Exercise: Copy the records below word for word. Stop after the line that contains "let mut buf = [0u8; 1024];".

Records from a data source:
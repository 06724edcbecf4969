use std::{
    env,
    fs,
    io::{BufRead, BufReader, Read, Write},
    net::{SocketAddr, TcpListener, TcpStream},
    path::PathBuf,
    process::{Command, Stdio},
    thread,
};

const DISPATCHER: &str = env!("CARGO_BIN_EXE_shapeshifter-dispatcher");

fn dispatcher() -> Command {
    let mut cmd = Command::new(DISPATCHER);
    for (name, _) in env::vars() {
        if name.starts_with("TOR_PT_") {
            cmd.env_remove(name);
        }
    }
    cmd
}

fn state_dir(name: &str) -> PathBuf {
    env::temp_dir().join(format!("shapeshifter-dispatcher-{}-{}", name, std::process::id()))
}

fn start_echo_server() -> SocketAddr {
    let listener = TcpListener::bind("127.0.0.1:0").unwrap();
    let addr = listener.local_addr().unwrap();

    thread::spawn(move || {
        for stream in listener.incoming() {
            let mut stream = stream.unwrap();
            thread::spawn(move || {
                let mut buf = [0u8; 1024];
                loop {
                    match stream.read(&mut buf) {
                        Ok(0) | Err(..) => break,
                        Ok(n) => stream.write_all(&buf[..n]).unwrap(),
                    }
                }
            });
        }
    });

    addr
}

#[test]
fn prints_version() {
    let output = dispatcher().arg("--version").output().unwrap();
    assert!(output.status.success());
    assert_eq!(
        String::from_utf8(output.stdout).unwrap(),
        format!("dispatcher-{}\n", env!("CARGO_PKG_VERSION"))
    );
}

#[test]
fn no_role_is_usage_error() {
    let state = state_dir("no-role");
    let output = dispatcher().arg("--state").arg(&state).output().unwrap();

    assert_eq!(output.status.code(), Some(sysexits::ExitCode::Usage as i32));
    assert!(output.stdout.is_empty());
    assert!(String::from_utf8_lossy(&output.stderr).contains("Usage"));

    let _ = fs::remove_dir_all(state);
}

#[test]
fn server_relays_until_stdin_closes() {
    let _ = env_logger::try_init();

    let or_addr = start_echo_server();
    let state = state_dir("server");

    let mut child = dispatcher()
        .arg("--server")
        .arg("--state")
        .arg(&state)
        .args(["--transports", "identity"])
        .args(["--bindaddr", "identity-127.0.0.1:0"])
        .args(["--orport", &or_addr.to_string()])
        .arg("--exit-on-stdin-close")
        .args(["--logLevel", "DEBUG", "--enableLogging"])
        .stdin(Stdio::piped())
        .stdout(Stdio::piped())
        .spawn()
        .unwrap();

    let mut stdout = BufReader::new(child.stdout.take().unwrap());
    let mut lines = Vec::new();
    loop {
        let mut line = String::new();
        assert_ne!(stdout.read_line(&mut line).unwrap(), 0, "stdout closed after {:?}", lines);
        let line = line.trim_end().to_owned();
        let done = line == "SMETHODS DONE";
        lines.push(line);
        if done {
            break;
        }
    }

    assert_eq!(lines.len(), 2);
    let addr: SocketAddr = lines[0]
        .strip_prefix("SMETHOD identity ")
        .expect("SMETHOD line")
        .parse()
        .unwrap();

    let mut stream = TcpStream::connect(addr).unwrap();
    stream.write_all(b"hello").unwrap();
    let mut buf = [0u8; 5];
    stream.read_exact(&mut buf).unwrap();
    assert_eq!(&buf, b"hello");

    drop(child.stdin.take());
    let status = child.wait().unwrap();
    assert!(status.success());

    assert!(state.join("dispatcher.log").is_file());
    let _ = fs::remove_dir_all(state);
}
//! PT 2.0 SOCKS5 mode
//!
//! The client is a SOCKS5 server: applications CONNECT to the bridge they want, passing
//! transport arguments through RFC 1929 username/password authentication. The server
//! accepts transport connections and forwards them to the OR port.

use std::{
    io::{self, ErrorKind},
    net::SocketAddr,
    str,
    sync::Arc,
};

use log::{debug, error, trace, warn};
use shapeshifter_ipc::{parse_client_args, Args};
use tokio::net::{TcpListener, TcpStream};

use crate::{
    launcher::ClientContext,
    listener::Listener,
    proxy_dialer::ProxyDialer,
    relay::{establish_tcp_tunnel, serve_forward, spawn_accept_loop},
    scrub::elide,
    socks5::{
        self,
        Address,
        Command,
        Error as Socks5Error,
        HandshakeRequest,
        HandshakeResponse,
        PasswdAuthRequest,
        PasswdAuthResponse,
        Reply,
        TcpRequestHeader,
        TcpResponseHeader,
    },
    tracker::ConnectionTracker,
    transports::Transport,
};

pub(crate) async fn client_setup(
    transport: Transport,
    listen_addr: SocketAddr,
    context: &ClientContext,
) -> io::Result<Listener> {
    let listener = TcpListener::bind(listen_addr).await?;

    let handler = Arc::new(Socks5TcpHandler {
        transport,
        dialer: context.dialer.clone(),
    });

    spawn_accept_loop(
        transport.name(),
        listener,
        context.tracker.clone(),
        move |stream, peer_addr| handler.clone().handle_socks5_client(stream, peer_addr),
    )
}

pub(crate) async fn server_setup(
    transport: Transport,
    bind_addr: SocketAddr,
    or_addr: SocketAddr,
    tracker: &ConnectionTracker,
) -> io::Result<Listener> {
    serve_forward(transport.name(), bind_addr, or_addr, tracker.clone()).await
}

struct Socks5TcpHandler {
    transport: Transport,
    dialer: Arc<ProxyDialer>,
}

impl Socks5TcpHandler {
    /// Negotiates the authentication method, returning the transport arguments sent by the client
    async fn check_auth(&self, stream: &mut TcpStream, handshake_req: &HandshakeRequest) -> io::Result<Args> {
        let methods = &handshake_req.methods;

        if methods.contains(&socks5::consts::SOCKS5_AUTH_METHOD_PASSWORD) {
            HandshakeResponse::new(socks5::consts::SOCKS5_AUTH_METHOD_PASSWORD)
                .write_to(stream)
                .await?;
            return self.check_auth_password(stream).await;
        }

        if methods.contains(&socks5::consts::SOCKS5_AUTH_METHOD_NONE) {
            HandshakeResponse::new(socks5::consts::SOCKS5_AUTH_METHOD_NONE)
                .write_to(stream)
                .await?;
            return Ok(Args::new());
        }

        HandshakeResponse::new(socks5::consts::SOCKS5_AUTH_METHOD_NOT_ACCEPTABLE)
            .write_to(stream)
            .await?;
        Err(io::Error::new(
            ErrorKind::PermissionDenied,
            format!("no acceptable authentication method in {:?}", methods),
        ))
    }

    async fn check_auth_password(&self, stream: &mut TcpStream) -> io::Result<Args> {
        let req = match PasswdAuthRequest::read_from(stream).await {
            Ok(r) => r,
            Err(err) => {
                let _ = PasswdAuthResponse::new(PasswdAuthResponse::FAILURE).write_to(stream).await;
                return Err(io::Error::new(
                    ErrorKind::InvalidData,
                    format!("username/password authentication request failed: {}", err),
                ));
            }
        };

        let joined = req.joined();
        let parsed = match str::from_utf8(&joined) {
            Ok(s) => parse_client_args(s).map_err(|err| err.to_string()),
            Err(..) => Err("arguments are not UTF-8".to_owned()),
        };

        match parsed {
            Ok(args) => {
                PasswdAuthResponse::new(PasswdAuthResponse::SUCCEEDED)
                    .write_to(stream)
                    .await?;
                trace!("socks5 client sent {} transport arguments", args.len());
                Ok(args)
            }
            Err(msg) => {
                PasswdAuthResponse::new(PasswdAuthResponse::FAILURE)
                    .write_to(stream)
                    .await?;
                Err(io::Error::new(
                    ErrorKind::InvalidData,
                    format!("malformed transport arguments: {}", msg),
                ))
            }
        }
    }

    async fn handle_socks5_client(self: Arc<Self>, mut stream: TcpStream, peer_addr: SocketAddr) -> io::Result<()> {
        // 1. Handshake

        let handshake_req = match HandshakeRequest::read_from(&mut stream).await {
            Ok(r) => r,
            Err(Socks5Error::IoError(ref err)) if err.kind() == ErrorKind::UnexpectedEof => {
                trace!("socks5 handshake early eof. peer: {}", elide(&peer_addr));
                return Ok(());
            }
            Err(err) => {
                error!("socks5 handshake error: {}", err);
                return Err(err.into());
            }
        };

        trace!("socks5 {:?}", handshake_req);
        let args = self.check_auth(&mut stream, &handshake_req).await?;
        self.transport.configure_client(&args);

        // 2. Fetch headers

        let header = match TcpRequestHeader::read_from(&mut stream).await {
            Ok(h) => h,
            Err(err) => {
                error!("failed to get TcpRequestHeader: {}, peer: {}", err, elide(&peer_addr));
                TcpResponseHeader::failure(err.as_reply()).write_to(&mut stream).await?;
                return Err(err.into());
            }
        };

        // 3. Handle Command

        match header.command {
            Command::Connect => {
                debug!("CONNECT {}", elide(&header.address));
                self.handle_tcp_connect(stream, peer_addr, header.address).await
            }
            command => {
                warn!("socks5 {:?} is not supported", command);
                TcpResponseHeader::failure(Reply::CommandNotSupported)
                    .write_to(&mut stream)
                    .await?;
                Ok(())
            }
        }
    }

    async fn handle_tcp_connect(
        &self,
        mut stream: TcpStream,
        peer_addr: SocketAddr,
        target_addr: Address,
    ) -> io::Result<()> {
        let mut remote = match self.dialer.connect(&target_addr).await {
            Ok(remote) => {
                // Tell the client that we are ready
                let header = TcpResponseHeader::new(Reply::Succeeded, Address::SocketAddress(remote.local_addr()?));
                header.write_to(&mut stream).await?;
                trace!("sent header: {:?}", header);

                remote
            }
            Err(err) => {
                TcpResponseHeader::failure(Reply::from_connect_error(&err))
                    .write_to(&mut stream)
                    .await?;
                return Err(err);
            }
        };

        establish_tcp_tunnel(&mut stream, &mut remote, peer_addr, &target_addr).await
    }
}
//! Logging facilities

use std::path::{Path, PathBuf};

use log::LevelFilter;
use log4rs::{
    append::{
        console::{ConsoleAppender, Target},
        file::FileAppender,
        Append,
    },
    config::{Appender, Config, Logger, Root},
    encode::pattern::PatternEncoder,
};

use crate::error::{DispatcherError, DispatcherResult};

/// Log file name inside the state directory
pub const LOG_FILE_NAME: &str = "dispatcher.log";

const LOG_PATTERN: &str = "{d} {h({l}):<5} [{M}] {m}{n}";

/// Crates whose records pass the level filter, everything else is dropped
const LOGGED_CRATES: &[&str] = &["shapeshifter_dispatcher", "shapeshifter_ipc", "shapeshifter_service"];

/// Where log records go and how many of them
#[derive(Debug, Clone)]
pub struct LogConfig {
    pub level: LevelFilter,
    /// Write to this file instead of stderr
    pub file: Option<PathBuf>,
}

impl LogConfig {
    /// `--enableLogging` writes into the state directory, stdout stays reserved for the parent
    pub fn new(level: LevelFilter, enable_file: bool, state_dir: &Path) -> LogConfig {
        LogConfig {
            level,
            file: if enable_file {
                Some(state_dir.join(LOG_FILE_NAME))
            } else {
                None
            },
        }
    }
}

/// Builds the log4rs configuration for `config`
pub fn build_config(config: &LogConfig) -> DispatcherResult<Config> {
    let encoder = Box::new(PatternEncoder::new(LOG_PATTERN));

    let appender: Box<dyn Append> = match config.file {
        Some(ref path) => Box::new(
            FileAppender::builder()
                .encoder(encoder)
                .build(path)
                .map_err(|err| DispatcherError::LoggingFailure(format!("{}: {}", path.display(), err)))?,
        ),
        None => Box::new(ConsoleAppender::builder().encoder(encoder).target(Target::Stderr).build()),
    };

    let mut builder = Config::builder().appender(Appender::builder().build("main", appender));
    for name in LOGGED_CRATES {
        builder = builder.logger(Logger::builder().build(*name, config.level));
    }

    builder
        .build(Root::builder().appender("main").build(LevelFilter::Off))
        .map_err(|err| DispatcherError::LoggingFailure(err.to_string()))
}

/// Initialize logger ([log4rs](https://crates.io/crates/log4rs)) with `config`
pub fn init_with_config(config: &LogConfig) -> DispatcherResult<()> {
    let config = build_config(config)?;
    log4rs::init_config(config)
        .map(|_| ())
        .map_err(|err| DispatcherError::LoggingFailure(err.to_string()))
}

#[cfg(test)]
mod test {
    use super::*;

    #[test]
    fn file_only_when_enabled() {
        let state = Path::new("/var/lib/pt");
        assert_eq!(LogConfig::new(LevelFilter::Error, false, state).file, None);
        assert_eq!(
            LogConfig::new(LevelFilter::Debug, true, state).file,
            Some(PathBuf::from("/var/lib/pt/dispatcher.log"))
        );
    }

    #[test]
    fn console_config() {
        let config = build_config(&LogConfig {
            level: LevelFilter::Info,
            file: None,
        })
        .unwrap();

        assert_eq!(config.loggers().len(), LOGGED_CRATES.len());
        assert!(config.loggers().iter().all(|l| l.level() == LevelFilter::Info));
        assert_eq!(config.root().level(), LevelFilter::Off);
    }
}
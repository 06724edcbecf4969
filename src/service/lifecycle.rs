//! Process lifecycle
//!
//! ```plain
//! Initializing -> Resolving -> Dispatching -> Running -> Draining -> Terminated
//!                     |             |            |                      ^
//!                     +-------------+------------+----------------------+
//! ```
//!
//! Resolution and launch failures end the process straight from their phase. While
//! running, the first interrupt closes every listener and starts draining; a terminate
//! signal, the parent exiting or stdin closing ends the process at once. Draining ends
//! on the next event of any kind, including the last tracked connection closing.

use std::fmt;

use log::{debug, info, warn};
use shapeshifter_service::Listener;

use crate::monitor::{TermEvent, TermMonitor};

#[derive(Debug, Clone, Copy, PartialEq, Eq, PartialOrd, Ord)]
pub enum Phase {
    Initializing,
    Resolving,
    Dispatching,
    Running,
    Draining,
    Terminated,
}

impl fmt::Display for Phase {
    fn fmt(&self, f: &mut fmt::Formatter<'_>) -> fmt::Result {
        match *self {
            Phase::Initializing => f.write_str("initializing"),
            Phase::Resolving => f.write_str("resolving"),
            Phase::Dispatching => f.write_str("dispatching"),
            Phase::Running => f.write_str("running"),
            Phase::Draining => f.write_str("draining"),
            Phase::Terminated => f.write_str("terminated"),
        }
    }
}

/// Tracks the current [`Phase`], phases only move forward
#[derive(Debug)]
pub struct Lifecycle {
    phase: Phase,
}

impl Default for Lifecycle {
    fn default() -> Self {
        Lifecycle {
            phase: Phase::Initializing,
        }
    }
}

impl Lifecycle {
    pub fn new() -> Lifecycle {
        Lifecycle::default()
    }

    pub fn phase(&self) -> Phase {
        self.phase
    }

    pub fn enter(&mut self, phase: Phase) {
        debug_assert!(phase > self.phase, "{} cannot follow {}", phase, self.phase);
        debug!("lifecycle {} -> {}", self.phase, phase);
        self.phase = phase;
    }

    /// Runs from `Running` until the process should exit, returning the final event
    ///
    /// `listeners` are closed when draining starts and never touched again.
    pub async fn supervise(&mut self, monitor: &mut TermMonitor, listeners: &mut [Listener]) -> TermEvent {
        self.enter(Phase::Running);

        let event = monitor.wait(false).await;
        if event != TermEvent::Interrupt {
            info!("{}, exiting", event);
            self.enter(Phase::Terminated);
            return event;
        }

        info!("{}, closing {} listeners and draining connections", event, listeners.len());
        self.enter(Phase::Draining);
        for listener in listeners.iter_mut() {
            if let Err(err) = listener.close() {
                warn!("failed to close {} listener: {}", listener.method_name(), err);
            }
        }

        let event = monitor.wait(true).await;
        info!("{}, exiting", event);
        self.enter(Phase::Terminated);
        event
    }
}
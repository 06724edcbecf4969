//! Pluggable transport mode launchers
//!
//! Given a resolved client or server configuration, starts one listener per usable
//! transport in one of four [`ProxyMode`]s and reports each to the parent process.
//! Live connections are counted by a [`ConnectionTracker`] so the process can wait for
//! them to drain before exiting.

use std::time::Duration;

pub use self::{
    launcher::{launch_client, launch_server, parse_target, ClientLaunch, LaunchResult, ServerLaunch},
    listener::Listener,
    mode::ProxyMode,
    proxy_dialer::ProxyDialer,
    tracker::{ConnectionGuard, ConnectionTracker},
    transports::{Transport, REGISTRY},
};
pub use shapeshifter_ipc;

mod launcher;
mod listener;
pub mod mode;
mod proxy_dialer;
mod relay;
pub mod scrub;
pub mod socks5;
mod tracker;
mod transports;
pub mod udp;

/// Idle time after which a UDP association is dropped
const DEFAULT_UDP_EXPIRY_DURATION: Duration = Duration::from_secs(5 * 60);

Answer for this exercise:
repository 06724edcbecf4969
use std::{
    env,
    fs,
    io::{BufRead, BufReader, Read, Write},
    net::{SocketAddr, TcpListener, TcpStream},
    path::PathBuf,
    process::{Command, Stdio},
    thread,
};

const DISPATCHER: &str = env!("CARGO_BIN_EXE_shapeshifter-dispatcher");

fn dispatcher() -> Command {
    let mut cmd = Command::new(DISPATCHER);
    for (name, _) in env::vars() {
        if name.starts_with("TOR_PT_") {
            cmd.env_remove(name);
        }
    }
    cmd
}

fn state_dir(name: &str) -> PathBuf {
    env::temp_dir().join(format!("shapeshifter-dispatcher-{}-{}", name, std::process::id()))
}

fn start_echo_server() -> SocketAddr {
    let listener = TcpListener::bind("127.0.0.1:0").unwrap();
    let addr = listener.local_addr().unwrap();

    thread::spawn(move || {
        for stream in listener.incoming() {
            let mut stream = stream.unwrap();
            thread::spawn(move || {
                let mut buf = [0u8; 1024];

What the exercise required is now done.